Air purifiers and air monitors. It is shocking and disgusting how much dust and particles these air purifiers suck out of the air. The air monitors detect when to open windows for CO2, among other things.
My allergies no longer exist.
Edit: A few people have asked for recommendations. I recommend the Coway Airmega AP-1512HH for larger spaces and Blueair Blue Pure 411 for smaller spaces. For the air monitor I have the Qingping.
While air purifiers are a great idea I just want to put a warning out there about the current state of air monitors.
The current summary is that most of them are wildly inaccurate with false positives and you might just be better off checking your outdoor air quality from the EPA using their app.
Would love for someone to provide a better recommendation.
>The current summary is that most of them are wildly inaccurate with false positives and you might just be better off checking your outdoor air quality from the EPA using their app.
That's partially missing the point of air monitors. In most western countries the risk is less outside smog etc and more what you get up to. Fry some bacon and suddenly you're at 20x the recommended values.
A warning: the cheap air monitors don't monitor particle count, just CO2. If you're allergic to pollen you expose yourself to it by opening windows. I've had to help a couple friends who used this and ended up sneezing and sniffling like crazy.
You really don't need a 270 usd device for particle count.
A PM2.5 particle count sensor is like 25 bucks and temp/humidity/pressure another 10, so you can DIY this quite cheaply with a raspberry if so inclined.
I have both the Dylos and other sensors. The Dylos is a very sensitive instrument that reports raw counts every second. There is no smoothing, no translation to PM2.5 scale. For the paranoid type it works REALLY WELL for providing direct feedback on the impact of an air filter- or on the impact even of minor contractor work. PM 2.5 sensors- quality ones- have their place. But the difference is kind of like the difference between reading labels and following FDA guidelines on nutrient intake vs getting a blood screen. Sometimes you want the blood screen. Dylos is a good device for that.

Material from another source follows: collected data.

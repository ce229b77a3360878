use anyhow::Result;
use clap::{Parser, Subcommand};
use std::path::PathBuf;

mod cli;

#[derive(Parser)]
#[command(name = "reconworker")]
#[command(about = "Reconnaissance job worker - runs agent commands against a target hierarchy")]
#[command(version)]
struct Cli {
    /// Path to the config file (defaults to ~/.reconworker/config.toml)
    #[arg(short, long, global = true)]
    config: Option<PathBuf>,

    /// Enable verbose logging
    #[arg(short, long, global = true)]
    verbose: bool,

    #[command(subcommand)]
    command: Commands,
}

#[derive(Subcommand)]
enum Commands {
    /// Initialize a new configuration file
    Init {
        /// Overwrite existing config file
        #[arg(long)]
        force: bool,
    },

    /// Register an agent (job definition)
    Agent {
        #[command(subcommand)]
        action: cli::AgentAction,
    },

    /// Register a target
    Target {
        #[command(subcommand)]
        action: cli::TargetAction,
    },

    /// Create the run handle for a job and print its queue message
    Enqueue {
        /// Agent name
        agent: String,
        /// Target name
        target: String,
        /// Root domain segment (use `all` to fan out)
        #[arg(long)]
        rootdomain: Option<String>,
        /// Subdomain segment (use `all` to fan out)
        #[arg(long)]
        subdomain: Option<String>,
        /// Bypass admission control for this run
        #[arg(long)]
        no_skip: bool,
        /// Message sequence number
        #[arg(long, default_value_t = 1)]
        number: i64,
        /// Server number for external bookkeeping
        #[arg(long, default_value_t = 1)]
        server_number: i64,
    },

    /// Process job messages (one JSON message, or a line feed on stdin)
    Run {
        /// One JSON job message; omit to read messages from stdin
        message: Option<String>,
    },

    /// Stop a run out-of-band while a worker may be mid-stream
    Stop {
        /// Channel of the run to stop
        channel: String,
    },

    /// Show runs and their latest command status
    Status,
}

#[tokio::main]
async fn main() -> Result<()> {
    let cli = Cli::parse();

    // Initialize logging
    let log_level = if cli.verbose { "debug" } else { "info" };
    tracing_subscriber::fmt()
        .with_env_filter(
            tracing_subscriber::EnvFilter::try_from_default_env()
                .unwrap_or_else(|_| tracing_subscriber::EnvFilter::new(log_level)),
        )
        .init();

    let config_path = cli.config.as_deref();

    match cli.command {
        Commands::Init { force } => {
            cli::init_command(config_path, force)?;
        }
        Commands::Agent { action } => {
            cli::agent_command(config_path, action)?;
        }
        Commands::Target { action } => {
            cli::target_command(config_path, action)?;
        }
        Commands::Enqueue {
            agent,
            target,
            rootdomain,
            subdomain,
            no_skip,
            number,
            server_number,
        } => {
            cli::enqueue_command(
                config_path,
                &agent,
                &target,
                rootdomain.as_deref(),
                subdomain.as_deref(),
                !no_skip,
                number,
                server_number,
            )?;
        }
        Commands::Run { message } => {
            cli::run_command(config_path, message.as_deref()).await?;
        }
        Commands::Stop { channel } => {
            cli::stop_command(config_path, &channel)?;
        }
        Commands::Status => {
            cli::status_command(config_path)?;
        }
    }

    Ok(())
}
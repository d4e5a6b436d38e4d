pub mod operation;
use std::collections::HashMap;
use std::fs::File;
use std::io::Read;
use std::path::{Path, PathBuf};

use anyhow::{Context, Result};
use serde::Serialize;
use sha2::{Digest, Sha256};
use walkdir::WalkDir;

pub const DEFAULT_CHUNK_SIZE: usize = 1 << 20;

/// Content hash used to confirm that two same-size files are identical.
#[derive(Debug, Clone, Copy, PartialEq, Eq)]
pub enum HashAlgo {
    Blake3,
    Sha256,
}

impl HashAlgo {
    pub fn as_str(&self) -> &'static str {
        match self {
            HashAlgo::Blake3 => "blake3",
            HashAlgo::Sha256 => "sha256",
        }
    }
}

#[derive(Debug, Clone)]
pub struct ScanOptions {
    pub algo: HashAlgo,
    pub recurse: bool,
    pub chunk_size: usize,
}

impl Default for ScanOptions {
    fn default() -> Self {
        Self {
            algo: HashAlgo::Blake3,
            recurse: false,
            chunk_size: DEFAULT_CHUNK_SIZE,
        }
    }
}

/// Files with identical size and content digest.
#[derive(Debug, Clone, Serialize)]
pub struct DuplicateGroup {
    pub size: u64,
    pub digest: String,
    pub paths: Vec<PathBuf>,
}

/// Scans `root` for duplicate files by direct size+hash comparison.
///
/// Files are bucketed by size first; only same-size candidates are hashed.
/// Returned groups always contain at least two paths and are ordered by
/// size descending so the largest wins show up first.
pub fn find_duplicates(root: &Path, options: &ScanOptions) -> Result<Vec<DuplicateGroup>> {
    let mut walker = WalkDir::new(root);
    if !options.recurse {
        walker = walker.max_depth(1);
    }

    let mut by_size: HashMap<u64, Vec<PathBuf>> = HashMap::new();
    for entry in walker {
        let entry = match entry {
            Ok(entry) => entry,
            Err(err) => {
                tracing::warn!("walk error under {:?}: {}", root, err);
                continue;
            }
        };
        if !entry.file_type().is_file() {
            continue;
        }
        let size = match entry.metadata() {
            Ok(md) => md.len(),
            Err(err) => {
                tracing::warn!("failed to stat {:?}: {}", entry.path(), err);
                continue;
            }
        };
        by_size.entry(size).or_default().push(entry.into_path());
    }

    let mut groups = Vec::new();
    for (size, candidates) in by_size {
        if candidates.len() < 2 {
            continue;
        }
        let mut by_digest: HashMap<String, Vec<PathBuf>> = HashMap::new();
        for path in candidates {
            match hash_file(&path, options.algo, options.chunk_size) {
                Ok(digest) => by_digest.entry(digest).or_default().push(path),
                Err(err) => tracing::warn!("failed to hash {:?}: {}", path, err),
            }
        }
        for (digest, mut paths) in by_digest {
            if paths.len() < 2 {
                continue;
            }
            paths.sort();
            groups.push(DuplicateGroup { size, digest, paths });
        }
    }

    groups.sort_by(|a, b| b.size.cmp(&a.size).then_with(|| a.digest.cmp(&b.digest)));
    tracing::debug!(
        "duplicate scan of {:?} found {} group(s) using {}",
        root,
        groups.len(),
        options.algo.as_str()
    );
    Ok(groups)
}

/// Hashes a file's content in `chunk_size` reads.
pub fn hash_file(path: &Path, algo: HashAlgo, chunk_size: usize) -> Result<String> {
    let mut file =
        File::open(path).with_context(|| format!("failed to open {}", path.display()))?;
    let mut buf = vec![0u8; chunk_size.max(1)];
    match algo {
        HashAlgo::Blake3 => {
            let mut hasher = blake3::Hasher::new();
            loop {
                let n = file.read(&mut buf)?;
                if n == 0 {
                    break;
                }
                hasher.update(&buf[..n]);
            }
            Ok(hasher.finalize().to_hex().to_string())
        }
        HashAlgo::Sha256 => {
            let mut hasher = Sha256::new();
            loop {
                let n = file.read(&mut buf)?;
                if n == 0 {
                    break;
                }
                hasher.update(&buf[..n]);
            }
            Ok(hex::encode(hasher.finalize()))
        }
    }
}
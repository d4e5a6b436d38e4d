pub mod dedupe;
pub mod ops;
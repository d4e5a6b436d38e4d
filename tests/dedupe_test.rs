use anyhow::Result;
use blazefox::services::fs::dedupe::{find_duplicates, HashAlgo, ScanOptions};
use std::fs;
use tempfile::tempdir;

#[test]
fn test_duplicate_scan_groups_identical_files() -> Result<()> {
    let temp_root = tempdir()?;
    let root = temp_root.path();

    fs::write(root.join("photo.jpg"), "same bytes")?;
    fs::write(root.join("photo (1).jpg"), "same bytes")?;
    fs::create_dir_all(root.join("downloads"))?;
    fs::write(root.join("downloads").join("photo-again.jpg"), "same bytes")?;
    fs::write(root.join("unique.txt"), "different")?;

    let options = ScanOptions {
        recurse: true,
        ..ScanOptions::default()
    };
    let groups = find_duplicates(root, &options)?;

    assert_eq!(groups.len(), 1);
    assert_eq!(groups[0].paths.len(), 3);
    assert_eq!(groups[0].size, "same bytes".len() as u64);
    Ok(())
}

#[test]
fn test_both_algorithms_agree_on_grouping() -> Result<()> {
    let temp_root = tempdir()?;
    let root = temp_root.path();

    fs::write(root.join("a.bin"), vec![42u8; 4096])?;
    fs::write(root.join("b.bin"), vec![42u8; 4096])?;
    // Same size, different content: must never be grouped.
    fs::write(root.join("c.bin"), vec![43u8; 4096])?;

    for algo in [HashAlgo::Blake3, HashAlgo::Sha256] {
        let options = ScanOptions {
            algo,
            ..ScanOptions::default()
        };
        let groups = find_duplicates(root, &options)?;
        assert_eq!(groups.len(), 1, "algo {} grouped wrongly", algo.as_str());
        assert_eq!(groups[0].paths.len(), 2);
    }
    Ok(())
}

I'd imagine the Dylos will have better components and better calibration, so should provide superior accuracy.
Not convinced they're all that different though - both laser based particle counters, and results correlate pretty well in studies [0].

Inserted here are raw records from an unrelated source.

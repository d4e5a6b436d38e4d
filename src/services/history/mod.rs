use std::fs;
use std::io::Write;
use std::path::Path;

use serde::Serialize;

use crate::core::errors::{Error, Result};
use crate::models::operation::{OpKind, Operation};
use crate::services::fs::ops::FileOps;

/// Replayable, reversible history of completed file actions.
///
/// Entries before the cursor are applied and undoable; entries at or after
/// the cursor are reverted and redoable. Recording a new operation after an
/// undo discards the redo branch (classic linear history). The log itself
/// never touches the file system on `record` or `clear`; undo and redo
/// mutate it only through the supplied [`FileOps`].
///
/// Single interactive session by contract: callers running file work off the
/// main thread must serialize access themselves.
#[derive(Default)]
pub struct OperationLog {
    entries: Vec<Operation>,
    cursor: usize,
    next_seq: u64,
}

/// Snapshot of the log written by [`OperationLog::write_summary`].
#[derive(Serialize)]
struct Summary<'a> {
    cursor: usize,
    entries: &'a [Operation],
}

#[derive(Debug, Clone, Copy, PartialEq, Eq)]
enum PathState {
    Missing,
    File,
    Dir,
}

fn probe(path: &Path) -> PathState {
    match fs::symlink_metadata(path) {
        Ok(md) if md.is_dir() => PathState::Dir,
        Ok(_) => PathState::File,
        Err(_) => PathState::Missing,
    }
}

/// Undo precondition: the inverse action's target must still exist, with the
/// same file-vs-directory type it had when recorded.
fn expect_present(path: &Path, want_dir: Option<bool>) -> Result<()> {
    let stale = |reason| Error::StaleOperation {
        path: path.to_path_buf(),
        reason,
    };
    match (probe(path), want_dir) {
        (PathState::Missing, _) => Err(stale("target no longer exists")),
        (PathState::Dir, Some(false)) => Err(stale("target changed from file to directory")),
        (PathState::File, Some(true)) => Err(stale("target changed from directory to file")),
        _ => Ok(()),
    }
}

/// Undo precondition: the path the inverse action writes to must be free.
fn expect_absent(path: &Path) -> Result<()> {
    if probe(path) == PathState::Missing {
        Ok(())
    } else {
        Err(Error::StaleOperation {
            path: path.to_path_buf(),
            reason: "path is unexpectedly occupied",
        })
    }
}

/// Redo precondition: the forward action's input must exist again.
fn require_for_redo(path: &Path) -> Result<()> {
    if probe(path) == PathState::Missing {
        Err(Error::Conflict(path.to_path_buf()))
    } else {
        Ok(())
    }
}

/// Redo precondition: the forward destination must not have been taken.
fn require_free_for_redo(path: &Path) -> Result<()> {
    if probe(path) == PathState::Missing {
        Ok(())
    } else {
        Err(Error::Conflict(path.to_path_buf()))
    }
}

impl OperationLog {
    pub fn new() -> Self {
        Self::default()
    }

    /// Appends a completed operation at the cursor, discarding any redo
    /// branch, and returns the sequence number assigned to it.
    ///
    /// The caller must already have performed the forward action; `record`
    /// only validates the operation's shape and snapshots the type of its
    /// result for later staleness checks.
    pub fn record(&mut self, op: Operation) -> Result<u64> {
        op.validate()?;

        if self.cursor < self.entries.len() {
            tracing::debug!(
                "discarding {} redoable entries past the cursor",
                self.entries.len() - self.cursor
            );
            self.entries.truncate(self.cursor);
        }

        let mut op = op;
        op.seq = self.next_seq;
        self.next_seq += 1;
        op.applied = true;
        op.target_is_dir = match op.forward_result_path().map(probe) {
            Some(PathState::File) => Some(false),
            Some(PathState::Dir) => Some(true),
            _ => None,
        };

        tracing::debug!("recorded {} op #{}", op.kind.as_str(), op.seq);
        let seq = op.seq;
        self.entries.push(op);
        self.cursor = self.entries.len();
        Ok(seq)
    }

    /// Reverses the most recent applied operation.
    ///
    /// Verifies against the live file system that the inverse action is
    /// still safe; any mismatch fails with [`Error::StaleOperation`] and
    /// leaves the log untouched for manual resolution. On success the
    /// cursor moves back and the reversed operation is returned for UI
    /// feedback.
    pub fn undo(&mut self, fs_ops: &dyn FileOps) -> Result<Operation> {
        if self.cursor == 0 {
            return Err(Error::NothingToUndo);
        }

        let entry = &self.entries[self.cursor - 1];
        let mut reversed = match entry.kind {
            OpKind::Copy => {
                let dest = entry.dest()?;
                expect_present(dest, entry.target_is_dir)?;
                let backup = fs_ops.delete(dest)?;
                Operation::delete(dest, backup)
            }
            OpKind::Move => {
                let dest = entry.dest()?;
                expect_present(dest, entry.target_is_dir)?;
                expect_absent(&entry.source_path)?;
                fs_ops.move_path(dest, &entry.source_path)?;
                Operation::move_to(dest, &entry.source_path)
            }
            OpKind::Delete => {
                let backup = entry.backup()?;
                expect_present(backup, entry.target_is_dir)?;
                expect_absent(&entry.source_path)?;
                fs_ops.move_path(backup, &entry.source_path)?;
                Operation::move_to(backup, &entry.source_path)
            }
            OpKind::Rename => {
                let dest = entry.dest()?;
                let old_name = entry
                    .source_path
                    .file_name()
                    .ok_or(Error::InvalidOperation("rename source has no file name"))?;
                expect_present(dest, entry.target_is_dir)?;
                expect_absent(&entry.source_path)?;
                fs_ops.rename(dest, old_name)?;
                Operation::rename(dest, &entry.source_path)
            }
        };

        self.cursor -= 1;
        let entry = &mut self.entries[self.cursor];
        entry.applied = false;
        reversed.seq = entry.seq;
        tracing::info!("undid {} op #{}", entry.kind.as_str(), entry.seq);
        Ok(reversed)
    }

    /// Re-applies the operation at the cursor.
    ///
    /// Re-verifies the forward preconditions; any mismatch fails with
    /// [`Error::Conflict`] and leaves the log untouched. A re-applied
    /// delete refreshes the entry's backup path.
    pub fn redo(&mut self, fs_ops: &dyn FileOps) -> Result<Operation> {
        if self.cursor == self.entries.len() {
            return Err(Error::NothingToRedo);
        }

        let entry = &self.entries[self.cursor];
        let mut new_backup = None;
        match entry.kind {
            OpKind::Copy => {
                let dest = entry.dest()?;
                require_for_redo(&entry.source_path)?;
                require_free_for_redo(dest)?;
                fs_ops.copy(&entry.source_path, dest)?;
            }
            OpKind::Move => {
                let dest = entry.dest()?;
                require_for_redo(&entry.source_path)?;
                require_free_for_redo(dest)?;
                fs_ops.move_path(&entry.source_path, dest)?;
            }
            OpKind::Delete => {
                require_for_redo(&entry.source_path)?;
                new_backup = Some(fs_ops.delete(&entry.source_path)?);
            }
            OpKind::Rename => {
                let dest = entry.dest()?;
                let new_name = dest
                    .file_name()
                    .ok_or(Error::InvalidOperation("rename target has no file name"))?;
                require_for_redo(&entry.source_path)?;
                require_free_for_redo(dest)?;
                fs_ops.rename(&entry.source_path, new_name)?;
            }
        }

        let entry = &mut self.entries[self.cursor];
        if let Some(backup) = new_backup {
            entry.backup_path = Some(backup);
        }
        entry.applied = true;
        self.cursor += 1;
        tracing::info!("redid {} op #{}", entry.kind.as_str(), entry.seq);
        Ok(entry.clone())
    }

    /// Empties the log. Irreversible; the file system is not touched.
    pub fn clear(&mut self) {
        tracing::debug!("cleared {} entries", self.entries.len());
        self.entries.clear();
        self.cursor = 0;
    }

    pub fn len(&self) -> usize {
        self.entries.len()
    }

    pub fn is_empty(&self) -> bool {
        self.entries.is_empty()
    }

    pub fn cursor(&self) -> usize {
        self.cursor
    }

    pub fn can_undo(&self) -> bool {
        self.cursor > 0
    }

    pub fn can_redo(&self) -> bool {
        self.cursor < self.entries.len()
    }

    pub fn entries(&self) -> &[Operation] {
        &self.entries
    }

    /// Writes a JSON report of the current history, for user-facing summary
    /// exports. This is not a persistence format.
    pub fn write_summary<W: Write>(&self, writer: W) -> Result<()> {
        let summary = Summary {
            cursor: self.cursor,
            entries: &self.entries,
        };
        serde_json::to_writer_pretty(writer, &summary)
            .map_err(|e| Error::Other(format!("failed to write summary: {e}")))
    }
}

Certainly wouldn't trust a cheap SDS011 sensor for anything that really matters, but wouldn't characterize it as nutritional label vs blood screen either.
> raw counts every second. There is no smoothing, no translation to PM2.5 scale.
Slightly confused as to what you mean by this. Particle measurements via laser are by necessity over time and thus smoothed. I guess you could look at raw counts in a given time, but people use per millions because its more meaningful...else you'd need to consider fan speed to make it comparable and manually adjust air pressure/temp yourself.
As a quick solution, rent a commercial grade ozone generator.
Run it while you’re not in the house as in the concentrations they can put out it is damaging to lung tissue.
This is how hotels clear out smoke smells in rooms for instance.
Once you run it for a few hours, you can open things up and air it all out and the smells should mostly be gone unless there’s an active source of smell.
I did it while restoring an old house previously occupied by a smoker and hoarder. Would just run it at night when nobody was there and open the house in the morning when ready to get back to work on renovations.
Can second that - I have four of them, they run 24/7 on medium and pull ~8 watts at the wall each, assuming my meter is accurate. Picked them up after the last big discussion on air quality here a few months back. They are the Wirecutter pick, I believe.
I keep an agent that monitors amazon pricing on the filters, and just buy a bunch when they dip abnormally low. Have you found any other ways to minimize cost on them? I have only used the ones sold by coway, as my pal tried some 3rd party and they were jenky.
Depending on where you live, filters are a once/twice a year expense, I believe (I’m only a few months in). Honestly my advice would be: just be diligent about maintaining them. I vacuum out the filter and charcoal screen once every couple of weeks. Takes a few minutes, pretty painless. Amazing how much dust they pick up in normal operation.
Incidentally, which agent are you using for Amazon?
Missed this reply--I use camelcamelcamel for Amazon. I'm not sure if they are able to handle the click-to-get-discount check boxes, though. I also don't know how timely they are.
Yes. I prefer the Lite. I don’t have any testing data about the accuracy, but it seems to react identically to my air purifiers. For example, if I light a match or blow out a candle my air purifier will turn on and the air monitor will go ballistic. Likewise with CO2 if I sleep with the door closed it will slowly ramp up overnight.
My allergies no longer exist.
Edit: A few people have asked for recommendations. I recommend the Coway Airmega AP-1512HH for larger spaces and Blueair Blue Pure 411 for smaller spaces. For the air monitor I have the Qingping.